Jason Joe, 8, a second grader, works on his Navajo language lesson at Ruth N. Bond Elementary in Kirtland, N.M. on Tuesday, March 30, 2010. One hundred and fifty students are already enrolled in Navajo bilingual classes, and two teachers, one certified with the state of New Mexico and the other certified with the tribe, are scrambling to keep up with the demand. (AP Photo/The Daily Times, Rebecca Craig)
It’s a safe bet that the students at the Ruth N. Bond Elementary School in Kirtland, N.M., know a whole lot more Navajo than
ya’at’eeh, the word for hello.
As Alysa Landry of the Farmington, N.M., Daily Times writes here, the school has 150 students enrolled in its Navajo bilingual classes, and eight more on a waiting list. That works out to nearly all of the students in kindergarten through third grade.
Bond is the only school with a waiting list for Navajo in the Central Consolidated School District, which covers 3,000 square miles and has a 90 percent Navajo student population, Landry reports.

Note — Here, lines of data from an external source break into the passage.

//! Redial-core: dial a number until it is answered
//!
//! This crate implements the auto-redial state machine: it places a call
//! attempt, waits for the call to end, and decides whether to dial again.
//!
//! ## Layer Separation
//! ```text
//! UI / CLI -> redial-core -> {Dialer, CallEventSource}
//! ```
//!
//! Redial-core focuses on:
//! - Session lifecycle (start, stop, attempt counting)
//! - Reconciling the two unreliable "call ended" signals: platform call events
//!   and a fixed fallback deadline
//! - The redial policy and attempt cap
//! - Status notifications for UI integration
//!
//! Placing real calls and listening to real call-state changes belong to the
//! platform and are injected through the [`Dialer`] and [`CallEventSource`]
//! traits.

pub mod config;
pub mod controller;
pub mod dialer;
pub mod error;
pub mod events;
pub mod policy;
pub mod session;

pub use config::{SessionConfig, FALLBACK_DEADLINE, MAX_ATTEMPTS, REDIAL_DELAY};
pub use controller::{RedialController, RedialControllerBuilder};
pub use dialer::Dialer;
pub use error::{DialError, RedialError, RedialResult};
pub use events::{
    CallEventKind, CallEventSink, CallEventSource, EventEmitter, RedialEvent, RedialEventHandler,
};
pub use policy::{RedialDecision, RedialReason, StopReason, WAITING_TO_REDIAL};
pub use session::{DialSession, SessionId, SessionState, StatusSnapshot};

/// Redial-core version information
pub const VERSION: &str = env!("CARGO_PKG_VERSION");
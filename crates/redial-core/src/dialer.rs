//! Dialer capability
//!
//! The controller never touches the telephony platform itself. It asks a
//! [`Dialer`] to place each attempt and treats any failure as an attempt that
//! ended unanswered, so the redial policy still applies.

use async_trait::async_trait;

use crate::error::DialError;

/// Places outgoing call attempts on behalf of the controller
///
/// ```rust
/// use async_trait::async_trait;
/// use autodial_redial_core::{DialError, Dialer};
///
/// struct NoPermission;
///
/// #[async_trait]
/// impl Dialer for NoPermission {
///     async fn place(&self, _phone_number: &str) -> Result<(), DialError> {
///         Err(DialError::permission_denied("CALL_PHONE"))
///     }
/// }
/// ```
#[async_trait]
pub trait Dialer: Send + Sync {
    /// Initiate a call to `phone_number`
    ///
    /// Returning `Ok` only means the platform accepted the request; whether
    /// the call is answered arrives later through the call event source or
    /// the fallback deadline.
    ///
    /// Runs on a task of its own. The attempt's fallback deadline is already
    /// running, and the future is dropped if the session stops first.
    async fn place(&self, phone_number: &str) -> Result<(), DialError>;
}
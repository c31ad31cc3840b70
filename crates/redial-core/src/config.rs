//! Session configuration and fixed timing constants

use std::time::Duration;
use serde::{Deserialize, Serialize};

use crate::error::{RedialError, RedialResult};

/// Hard ceiling on call attempts per session
pub const MAX_ATTEMPTS: u32 = 3;

/// How long an attempt may stay unresolved before it is treated as ended
pub const FALLBACK_DEADLINE: Duration = Duration::from_secs(15);

/// Delay between the end of one attempt and the next dial
pub const REDIAL_DELAY: Duration = Duration::from_secs(3);

/// Configuration consumed when a dialing session starts
///
/// ```rust
/// use autodial_redial_core::SessionConfig;
///
/// let config = SessionConfig::new("555-1000").with_redial_after_answer(false);
/// assert!(config.validate().is_ok());
/// assert!(!config.redial_after_answer);
/// ```
#[derive(Debug, Clone, PartialEq, Eq, Serialize, Deserialize)]
pub struct SessionConfig {
    /// Number to dial; required and non-empty
    pub phone_number: String,
    /// Keep redialing after a call that was answered and then disconnected
    #[serde(default = "default_redial_after_answer")]
    pub redial_after_answer: bool,
}

fn default_redial_after_answer() -> bool {
    true
}

impl SessionConfig {
    pub fn new(phone_number: impl Into<String>) -> Self {
        Self {
            phone_number: phone_number.into(),
            redial_after_answer: default_redial_after_answer(),
        }
    }

    pub fn with_redial_after_answer(mut self, redial_after_answer: bool) -> Self {
        self.redial_after_answer = redial_after_answer;
        self
    }

    /// Reject configurations that cannot start a session
    pub fn validate(&self) -> RedialResult<()> {
        if self.phone_number.trim().is_empty() {
            return Err(RedialError::invalid_argument(
                "phone_number",
                "cannot be empty",
            ));
        }
        Ok(())
    }

    /// The number as it will be handed to the dialer
    pub fn normalized_number(&self) -> &str {
        self.phone_number.trim()
    }
}
//! Schedules a flaky callback-style operation with a retry budget.
//!
//! Run with: `cargo run --example retrying_call`

use std::sync::Arc;
use std::sync::atomic::{AtomicU32, Ordering};
use std::time::Duration;

use redial::{CallFn, CallOptions, Completion, RawFailure, Scheduler, SchedulerConfig};

#[tokio::main(flavor = "current_thread")]
async fn main() -> Result<(), Box<dyn std::error::Error>> {
    let scheduler = Scheduler::new(SchedulerConfig::default());

    // Fails twice with a retryable status, then succeeds.
    let attempts = Arc::new(AtomicU32::new(0));
    let op = CallFn::new("flaky-lookup", {
        let attempts = attempts.clone();
        move |key: String, done: Completion<String>| {
            let n = attempts.fetch_add(1, Ordering::SeqCst) + 1;
            println!("dispatch #{n} for key={key}");
            if n < 3 {
                done.reject(RawFailure::new("upstream unavailable").with_status(503));
            } else {
                done.resolve(format!("value-of-{key}"));
            }
            Ok(())
        }
    });

    let lookup = scheduler.schedule(
        op,
        CallOptions::default()
            .with_timeout(Duration::from_secs(5))
            .with_max_retries(3)
            .with_retry_delay(Duration::from_millis(200)),
    );

    let value = lookup.call("alpha".to_string()).await?;
    println!("resolved: {value}");
    Ok(())
}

“Really the only way we can enroll more students is if other students transfer out of the school or their parents pull them out of bilingual classes,” said Veta Glover, who is certified by the state to teach bilingual education. “I hate to turn kids away.”
The school is looking for more people to teach Navajo.
Carol Thomas, an assistant in the Dine Education Center in Window Rock, Ariz., says the Native American Language Culture Certification program allows tribally certified teachers to also receive state teaching certificates.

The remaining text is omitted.